Aunque ya cerró 14 incorporaciones en este mercado de pases, Colón no dio por concluido su trabajo. El Sabalero continúa atento a distintas alternativas y, en ese marco, el nombre de Marcelo Eggel comenzó a tomar fuerza en las últimas horas como una opción concreta para reforzar el mediocampo ofensivo.
Mientras este miércoles Mauro Peinipil llegará a Santa Fe para cumplir con la revisión médica y firmar su contrato —tras la reciente llegada del goleador Alan Bonansea, que aún no fue presentado oficialmente—, la dirigencia analiza nuevas variantes que puedan elevar el nivel del plantel. Una de ellas es la del volante que viene de destacarse en Deportivo Maipú.

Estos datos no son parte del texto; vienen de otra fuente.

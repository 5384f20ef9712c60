//! The [`Reconciler`]: maps legacy rows onto roster records.
//!
//! Tables are imported in dependency order (lookups, users, persons,
//! members) and every row is upserted by its legacy id, so records written
//! earlier in a run are visible to later steps and a second run with the
//! same source leaves the store unchanged.
//!
//! A user's person is imported after the user itself. Users whose person
//! could not be resolved in the user pass are linked once persons exist.
//!
//! Rows without a positive legacy id are skipped and counted.

use chrono::NaiveDateTime;
use rust_decimal::Decimal;
use serde::Serialize;

use roster_core::{
  Gender, Record, ResourceKind, Value,
  payload::normalize_decimal,
  schema::Schema,
  store::EntityStore,
  timestamp::{self, DatePart, TimePart},
};

use crate::{
  Error, Result,
  source::{LegacyMember, LegacyPerson, LegacySource, LegacyUser, LookupRow},
};

/// Rows upserted per table in one run.
#[derive(Debug, Clone, Copy, Default, PartialEq, Eq, Serialize)]
pub struct ImportSummary {
  pub shifts:           usize,
  pub roles:            usize,
  pub membership_types: usize,
  pub users:            usize,
  pub persons:          usize,
  pub members:          usize,
  /// Users linked to their person after the person pass.
  pub users_linked:     usize,
  /// Rows left out because their legacy id was missing or not positive.
  pub skipped:          usize,
}

/// Runs one import against a store.
pub struct Reconciler<'a, S> {
  store: &'a S,
}

impl<'a, S: EntityStore> Reconciler<'a, S> {
  pub fn new(store: &'a S) -> Self { Self { store } }

  pub async fn run<L: LegacySource>(&self, source: &L) -> Result<ImportSummary> {
    tracing::info!("legacy import started");
    let mut summary = ImportSummary::default();

    let shifts = source.shifts().await.map_err(Error::legacy)?;
    summary.shifts = self
      .lookups(ResourceKind::Shift, "shift_desc", shifts, &mut summary.skipped)
      .await?;

    let roles = source.roles().await.map_err(Error::legacy)?;
    summary.roles = self
      .lookups(ResourceKind::Role, "role_desc", roles, &mut summary.skipped)
      .await?;

    let types = source.membership_types().await.map_err(Error::legacy)?;
    summary.membership_types = self
      .lookups(
        ResourceKind::MembershipType,
        "membership_type_desc",
        types,
        &mut summary.skipped,
      )
      .await?;
    tracing::info!(
      shifts = summary.shifts,
      roles = summary.roles,
      membership_types = summary.membership_types,
      "lookup tables imported"
    );

    let users = source.users().await.map_err(Error::legacy)?;
    let mut unlinked = Vec::new();
    for row in &users {
      let Some(id) = legacy_id(ResourceKind::User, row.id) else {
        summary.skipped += 1;
        continue;
      };
      let record = self.user(id, row).await?;
      if let (Some(person_id), Some(Value::Null)) = (row.person_id, record.get("person")) {
        unlinked.push((id, person_id));
      }
      self.upsert(ResourceKind::User, record).await?;
      summary.users += 1;
    }
    tracing::info!(count = summary.users, "users imported");

    let persons = source.persons().await.map_err(Error::legacy)?;
    for row in &persons {
      let Some(id) = legacy_id(ResourceKind::Person, row.id) else {
        summary.skipped += 1;
        continue;
      };
      let record = self.person(id, row).await?;
      self.upsert(ResourceKind::Person, record).await?;
      summary.persons += 1;
    }
    tracing::info!(count = summary.persons, "persons imported");

    for (user_id, person_id) in unlinked {
      if !self.exists(ResourceKind::Person, person_id).await? {
        continue;
      }
      let link = Record::new().field("person", Value::Integer(person_id));
      self
        .store
        .update(ResourceKind::User, user_id, link)
        .await
        .map_err(Error::store)?;
      summary.users_linked += 1;
    }

    let members = source.members().await.map_err(Error::legacy)?;
    for row in &members {
      let Some(id) = legacy_id(ResourceKind::Member, row.id) else {
        summary.skipped += 1;
        continue;
      };
      let record = self.member(id, row).await?;
      self.upsert(ResourceKind::Member, record).await?;
      summary.members += 1;
    }
    tracing::info!(count = summary.members, "members imported");

    tracing::info!(?summary, "legacy import finished");
    Ok(summary)
  }

  async fn lookups(
    &self,
    kind: ResourceKind,
    field: &'static str,
    rows: Vec<LookupRow>,
    skipped: &mut usize,
  ) -> Result<usize> {
    let mut count = 0;
    for row in rows {
      let Some(id) = legacy_id(kind, row.id) else {
        *skipped += 1;
        continue;
      };
      let desc = row.desc.unwrap_or_default();
      let record = Record::with_id(id).field(field, Value::Text(desc));
      self.upsert(kind, record).await?;
      count += 1;
    }
    Ok(count)
  }

  async fn user(&self, id: i64, row: &LegacyUser) -> Result<Record> {
    let schema = ResourceKind::User.schema();
    Ok(
      Record::with_id(id)
        .field("person", self.resolve(ResourceKind::Person, row.person_id).await?)
        .field("username", Value::text(row.username.clone()))
        .field("password", Value::text(row.password.clone()))
        .field("is_admin", flag(schema, "is_admin", row.is_admin))
        .field("shift", self.resolve(ResourceKind::Shift, row.shift_id).await?)
        .field("is_active", flag(schema, "is_active", row.is_active))
        .field(
          "creation_datetime",
          Value::datetime(combine(
            ResourceKind::User,
            id,
            row.creation_date.as_ref(),
            row.creation_time.as_ref(),
          )),
        ),
    )
  }

  async fn person(&self, id: i64, row: &LegacyPerson) -> Result<Record> {
    let schema = ResourceKind::Person.schema();
    let text = |v: &Option<String>| Value::text(v.clone());
    Ok(
      Record::with_id(id)
        .field("first_name", text(&row.first_name))
        .field("last_name", text(&row.last_name))
        .field("full_name", text(&row.full_name))
        .field("father_name", text(&row.father_name))
        .field("gender", Value::Gender(Gender::from_legacy_code(row.gender)))
        .field("national_code", text(&row.national_code))
        .field("nidentity", text(&row.nidentity))
        .field("person_image", Value::blob(row.person_image.clone()))
        .field("thumbnail_image", Value::blob(row.thumbnail_image.clone()))
        .field("birth_date", text(&row.birth_date))
        .field("tel", text(&row.tel))
        .field("mobile", text(&row.mobile))
        .field("email", text(&row.email))
        .field("education", text(&row.education))
        .field("job", text(&row.job))
        .field("has_insurance", flag(schema, "has_insurance", row.has_insurance))
        .field("insurance_no", text(&row.insurance_no))
        .field("ins_start_date", text(&row.ins_start_date))
        .field("ins_end_date", text(&row.ins_end_date))
        .field("address", text(&row.address))
        .field("has_parrent", flag(schema, "has_parrent", row.has_parrent))
        .field("team_name", text(&row.team_name))
        .field("shift", self.resolve(ResourceKind::Shift, row.shift_id).await?)
        .field("user", self.resolve(ResourceKind::User, row.user_id).await?)
        .field(
          "creation_datetime",
          Value::datetime(combine(
            ResourceKind::Person,
            id,
            row.creation_date.as_ref(),
            row.creation_time.as_ref(),
          )),
        )
        .field("modifier", text(&row.modifier))
        .field("modification_datetime", non_empty(&row.modification_time)),
    )
  }

  async fn member(&self, id: i64, row: &LegacyMember) -> Result<Record> {
    let schema = ResourceKind::Member.schema();
    let blob = |v: &Option<Vec<u8>>| Value::blob(v.clone());
    let [face_1, face_2, face_3, face_4, face_5] = &row.face_templates;
    Ok(
      Record::with_id(id)
        .field("card_no", Value::text(row.card_no.clone()))
        .field("person", self.resolve(ResourceKind::Person, row.person_id).await?)
        .field("role", self.resolve(ResourceKind::Role, row.role_id).await?)
        .field("user", self.resolve(ResourceKind::User, row.user_id).await?)
        .field("shift", self.resolve(ResourceKind::Shift, row.shift_id).await?)
        .field("is_black_list", flag(schema, "is_black_list", row.is_black_list))
        .field("box_radif_no", Value::text(row.box_radif_no.clone()))
        .field("has_finger", flag(schema, "has_finger", row.has_finger))
        .field(
          "membership_datetime",
          Value::datetime(combine(
            ResourceKind::Member,
            id,
            row.membership_date.as_ref(),
            row.membership_time.as_ref(),
          )),
        )
        .field("modifier", Value::text(row.modifier.clone()))
        .field("modification_datetime", non_empty(&row.modification_time))
        .field("is_family", flag(schema, "is_family", row.is_family))
        .field("max_debit", money(id, "max_debit", row.max_debit))
        .field("minutiae", blob(&row.minutiae))
        .field("minutiae2", blob(&row.minutiae2))
        .field("minutiae3", blob(&row.minutiae3))
        .field("salary", money(id, "salary", row.salary))
        .field("face_template_1", blob(face_1))
        .field("face_template_2", blob(face_2))
        .field("face_template_3", blob(face_3))
        .field("face_template_4", blob(face_4))
        .field("face_template_5", blob(face_5)),
    )
  }

  /// Lookup-if-present: the reference if the target exists, else null.
  async fn resolve(&self, kind: ResourceKind, id: Option<i64>) -> Result<Value> {
    let Some(id) = id else {
      return Ok(Value::Null);
    };
    if self.exists(kind, id).await? {
      Ok(Value::Integer(id))
    } else {
      tracing::debug!(%kind, id, "legacy reference has no target");
      Ok(Value::Null)
    }
  }

  async fn exists(&self, kind: ResourceKind, id: i64) -> Result<bool> {
    let found = self.store.find_by_id(kind, id).await.map_err(Error::store)?;
    Ok(found.is_some())
  }

  async fn upsert(&self, kind: ResourceKind, record: Record) -> Result<()> {
    self.store.upsert(kind, record).await.map_err(Error::store)?;
    Ok(())
  }
}

// ─── Field mapping ───────────────────────────────────────────────────────────

/// The legacy primary key if it is usable as a roster id.
fn legacy_id(kind: ResourceKind, id: Option<i64>) -> Option<i64> {
  let usable = id.filter(|id| *id > 0);
  if usable.is_none() {
    tracing::warn!(%kind, ?id, "legacy row without a positive id skipped");
  }
  usable
}

/// A legacy flag, or the field's default when the legacy value is null.
fn flag(schema: &Schema, field: &str, value: Option<bool>) -> Value {
  let default = schema.field(field).and_then(|f| f.default);
  Value::boolean(value.or(default))
}

fn non_empty(value: &Option<String>) -> Value {
  Value::text(value.clone().filter(|s| !s.trim().is_empty()))
}

/// Rebuild a timestamp from its halves. A half that is present but
/// unparseable is logged; the field is null either way.
fn combine(
  kind: ResourceKind,
  id: i64,
  date: Option<&DatePart>,
  time: Option<&TimePart>,
) -> Option<NaiveDateTime> {
  let combined = timestamp::combine(date, time);
  if combined.is_none() && (date.is_some() || time.is_some()) {
    tracing::warn!(%kind, id, ?date, ?time, "unparseable legacy timestamp; left empty");
  }
  combined
}

/// Two-place decimal; out-of-range values are dropped with a warning.
fn money(id: i64, field: &'static str, value: Option<Decimal>) -> Value {
  let Some(value) = value else {
    return Value::Null;
  };
  let mut value = value.round_dp(2);
  match normalize_decimal(&mut value) {
    Ok(()) => Value::Decimal(value),
    Err(message) => {
      tracing::warn!(id, field, %message, "legacy amount dropped");
      Value::Null
    }
  }
}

Una ficha que depende de movimientos internos
El interés por Eggel no es independiente del resto del armado. La posibilidad de avanzar en su incorporación está ligada a lo que suceda con Nicolás Talpone, cuya situación será determinante para abrir o no un cupo en la mitad de la cancha. Si ese escenario se destraba, el mediocampista santafesino aparece bien posicionado.
Eggel nació el 17 de enero de 1999 en San Vicente, departamento Castellanos, y llega avalado por una temporada de mucha continuidad: disputó 34 partidos, fue titular en 30, acumuló 2.520 minutos y convirtió cinco goles, números que lo colocan entre los futbolistas más regulares del equipo mendocino en el último torneo.
Un enganche con libertad
De perfil ofensivo y buen pie, Eggel se mueve como mediocampista creativo, un rol que supo sostener con protagonismo en Maipú. Se trata de un futbolista que pide la pelota, rompe líneas y asume riesgos, algo que no abunda en el fútbol actual y que despierta interés en Santa Fe.
Antes de llegar al Cruzado, el volante también tuvo una experiencia en el exterior, cuando defendió los colores de Orense de Ecuador, en una etapa que, si bien fue breve, contribuyó a su crecimiento personal y profesional.
Formación, recorrido y raíces
La historia de Eggel arranca en el fútbol de barrio. Sus primeros pasos fueron en el Club Bochófilo Bochazo, donde comenzó a jugar desde muy chico. Luego llegó el salto a Rosario, a través de la Fundación Messi, una experiencia clave que le permitió formarse y dar el paso hacia Newell’s Old Boys, club en el que completó su etapa juvenil.
En la Lepra compartió plantel con jugadores que luego dieron el salto al exterior, como Aníbal Moreno y Juan Pablo Freytes, y terminó de pulir un estilo marcado por la técnica y la creatividad.
Madurez fuera de la cancha
Más allá de lo futbolístico, Eggel atraviesa un momento personal distinto. Su paso por Ecuador y la formación de su familia —junto a su pareja y su hija Francesca— marcaron un punto de inflexión en su carrera. Quienes lo conocen destacan una mayor madurez y compromiso profesional, aspectos que hoy pesan tanto como el talento.
Mercado abierto y decisiones por venir
Con el plantel casi completo, Colón mantiene la guardia alta ante cualquier oportunidad que aparezca. La posible llegada de Marcelo Eggel dependerá de cómo se resuelvan cuestiones internas, pero su nombre ya está sobre la mesa. El Sabalero, aun con gran parte del trabajo hecho, deja en claro que el mercado todavía no está cerrado y que cada movimiento será evaluado con lupa.